[INPUT]

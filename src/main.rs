//! Cluster gateway.
//!
//! # Architecture Overview
//!
//! ```text
//!   flags / env / TOML ──▶ Config ──▶ Resolver::to_server
//!                                       │
//!            ┌──────────────────────────┼──────────────────────────┐
//!            ▼                          ▼                          ▼
//!     ClientConfig            AuthMiddleware (disabled /      start hooks
//!     (unthrottled)           webhook / local fallback)      (wrap + start)
//!            └──────────────────────────┼──────────────────────────┘
//!                                       ▼
//!                               ServerDescriptor
//!                                       │
//!                                       ▼
//!     Server: run hooks ─▶ auth layer ─▶ /healthz, /dashboard, /api, /apis ─▶ cluster
//! ```

use std::net::{Ipv4Addr, SocketAddr};
use std::path::PathBuf;

use anyhow::Context;
use clap::Parser;
use tokio_util::sync::CancellationToken;

use cluster_gateway::config::{self, watcher::ConfigWatcher, Config, LogFormat};
use cluster_gateway::http::{Listeners, Server};
use cluster_gateway::lifecycle::cancel_on_signal;
use cluster_gateway::net::tls::{install_crypto_provider, load_tls_config};
use cluster_gateway::observability::{logging, metrics};
use cluster_gateway::Resolver;

#[derive(Parser)]
#[command(name = "cluster-gateway", version)]
#[command(about = "Authenticating gateway in front of a Kubernetes cluster", long_about = None)]
struct Cli {
    /// TOML file replacing the flag values; watched for changes.
    #[arg(long = "config", env = "GATEWAY_CONFIG")]
    config_file: Option<PathBuf>,

    /// PEM certificate for the HTTPS listener.
    #[arg(long, requires = "tls_key_file")]
    tls_cert_file: Option<PathBuf>,

    /// PEM private key for the HTTPS listener.
    #[arg(long, requires = "tls_cert_file")]
    tls_key_file: Option<PathBuf>,

    /// Address of the Prometheus scrape endpoint.
    #[arg(long)]
    metrics_address: Option<SocketAddr>,

    #[arg(long, value_enum, default_value_t = LogFormat::Pretty)]
    log_format: LogFormat,

    #[command(flatten)]
    config: Config,
}

#[tokio::main]
async fn main() -> anyhow::Result<()> {
    let cli = Cli::parse();
    logging::init(cli.log_format);
    install_crypto_provider();

    tracing::info!(version = env!("CARGO_PKG_VERSION"), "cluster-gateway starting");

    let config = match &cli.config_file {
        Some(path) => config::load_config(path)?,
        None => cli.config.clone(),
    };
    tracing::info!(
        kubeconfig = if config.kubeconfig.is_empty() { "<ambient>" } else { config.kubeconfig.as_str() },
        https_listen_port = config.https_listen_port,
        http_listen_port = config.http_listen_port,
        authentication = config.authentication,
        "Configuration loaded"
    );

    let shared = config::shared(config.clone());
    let _watcher = match &cli.config_file {
        Some(path) => Some(ConfigWatcher::new(path, shared.clone()).run()?),
        None => None,
    };

    if let Some(addr) = cli.metrics_address {
        metrics::init_metrics(addr).context("failed to start metrics exporter")?;
    }

    let lifetime = CancellationToken::new();
    tokio::spawn(cancel_on_signal(lifetime.clone()));

    let descriptor = Resolver::new(shared)
        .to_server(&lifetime)
        .await
        .context("failed to resolve server")?;

    let https = match (&cli.tls_cert_file, &cli.tls_key_file) {
        (Some(cert), Some(key)) => {
            let tls = load_tls_config(cert, key).await.context("failed to load TLS certificate")?;
            Some((SocketAddr::from((Ipv4Addr::UNSPECIFIED, config.https_listen_port)), tls))
        }
        _ => None,
    };
    let listeners = Listeners {
        http: SocketAddr::from((Ipv4Addr::UNSPECIFIED, config.http_listen_port)),
        https,
    };

    let result = Server::new(descriptor)?.run(listeners, lifetime.clone()).await;
    lifetime.cancel();
    result?;

    tracing::info!("Shutdown complete");
    Ok(())
}
//! The resolution pass.

use std::sync::Arc;

use tokio_util::sync::CancellationToken;

use crate::auth::local::LocalAuthFactory;
use crate::auth::{select, AuthSubsystemFactory};
use crate::cluster::{resolve_client_config, CredentialResolver, KubeconfigResolver};
use crate::config::SharedConfig;
use crate::error::ResolveResult;
use crate::lifecycle::run_blocking;
use crate::lifecycle::startup::assemble;
use crate::server::descriptor::{DashboardUrl, ServerDescriptor};

/// Resolves a configuration into a [`ServerDescriptor`].
pub struct Resolver {
    config: SharedConfig,
    credentials: Arc<dyn CredentialResolver>,
    auth_factory: Arc<dyn AuthSubsystemFactory>,
}

impl Resolver {
    /// Resolver using kubeconfig discovery and the local auth server fallback.
    pub fn new(config: SharedConfig) -> Self {
        Self {
            config,
            credentials: Arc::new(KubeconfigResolver::from_env()),
            auth_factory: Arc::new(LocalAuthFactory::default()),
        }
    }

    pub fn with_credential_resolver(mut self, resolver: impl CredentialResolver + 'static) -> Self {
        self.credentials = Arc::new(resolver);
        self
    }

    pub fn with_auth_factory(mut self, factory: impl AuthSubsystemFactory + 'static) -> Self {
        self.auth_factory = Arc::new(factory);
        self
    }

    /// Run one resolution pass.
    ///
    /// Long-lived work created along the way (the local auth server) is
    /// bound to `lifetime`.
    pub async fn to_server(&self, lifetime: &CancellationToken) -> ResolveResult<ServerDescriptor> {
        let config = self.config.load_full();

        let credentials = self.credentials.clone();
        let source = config.kubeconfig.clone();
        let client_config = run_blocking(move || resolve_client_config(credentials.as_ref(), &source)).await?;
        let selection = select(
            config.authentication,
            &config.webhook,
            &client_config,
            lifetime,
            self.auth_factory.as_ref(),
        )
        .await?;
        let start_hooks = assemble(selection.fallback);

        tracing::info!(
            auth = selection.middleware.strategy(),
            start_hooks = start_hooks.len(),
            "Server descriptor resolved"
        );

        Ok(ServerDescriptor::build(
            client_config,
            selection.middleware,
            DashboardUrl::from_shared(self.config.clone()),
            start_hooks,
        ))
    }

    /// Like [`Resolver::to_server`], but panics on failure.
    ///
    /// For process entry points that cannot continue without a server.
    pub async fn must_server(&self, lifetime: &CancellationToken) -> ServerDescriptor {
        match self.to_server(lifetime).await {
            Ok(descriptor) => descriptor,
            Err(e) => panic!("failed to resolve server: {}", e),
        }
    }
}
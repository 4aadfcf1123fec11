//! Backing cluster connection subsystem.
//!
//! # Data Flow
//! ```text
//! credential source ("" or path)
//!     → kubeconfig.rs (explicit file or ambient discovery)
//!     → resolve_client_config (force unthrottled)
//!     → ClientConfig
//!     → client.rs (authenticated reqwest client)
//! ```

pub mod client;
pub mod kubeconfig;
pub mod types;

pub use client::{ClusterClient, ClusterError};
pub use kubeconfig::KubeconfigResolver;
pub use types::{ClientConfig, ConfigResolutionError, Credentials, RateLimit, TlsMaterial};

/// Turns a credential-source reference into connection parameters.
///
/// An empty `source` asks for ambient discovery; anything else names an
/// explicit location.
pub trait CredentialResolver: Send + Sync {
    fn resolve(&self, source: &str) -> Result<ClientConfig, ConfigResolutionError>;
}

/// Resolve the client config used by the server.
///
/// Throttling is always disabled here whatever the resolver returned:
/// requests from the server to the cluster arrive in bursts and must not be
/// limited client-side.
pub fn resolve_client_config(
    resolver: &dyn CredentialResolver,
    source: &str,
) -> Result<ClientConfig, ConfigResolutionError> {
    let mut config = resolver.resolve(source)?;
    config.rate_limit = RateLimit::Unthrottled;

    tracing::info!(
        host = %config.host,
        source = if source.is_empty() { "ambient" } else { source },
        "Cluster client config resolved"
    );
    Ok(config)
}
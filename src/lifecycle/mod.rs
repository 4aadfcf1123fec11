//! Lifecycle management subsystem.
//!
//! # Data Flow
//! ```text
//! Startup (startup.rs):
//!     Resolve descriptor → Run start hooks in order → Start listeners
//!
//! Shutdown (shutdown.rs):
//!     SIGINT/SIGTERM → cancel lifetime token → background tasks exit,
//!     listeners drain
//! ```
//!
//! # Design Decisions
//! - Ordered startup: hooks complete before any listener binds
//! - One cancellation token drives every long-running task

pub mod shutdown;
pub mod startup;

pub use shutdown::cancel_on_signal;
pub use startup::{assemble, run_start_hooks, StartHook, StartupError};

/// Run blocking work (file reads, client construction) off the async workers.
///
/// A panic inside `f` is resumed on the caller.
pub(crate) async fn run_blocking<F, T>(f: F) -> T
where
    F: FnOnce() -> T + Send + 'static,
    T: Send + 'static,
{
    match tokio::task::spawn_blocking(f).await {
        Ok(value) => value,
        Err(e) => std::panic::resume_unwind(e.into_panic()),
    }
}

[/INPUT]

#### WHAT NEEDS TO BE DONE
Across the records above, how many lines contain the word "selection"? Give the number by itself.

#### ANSWER TO THIS PROBLEM
4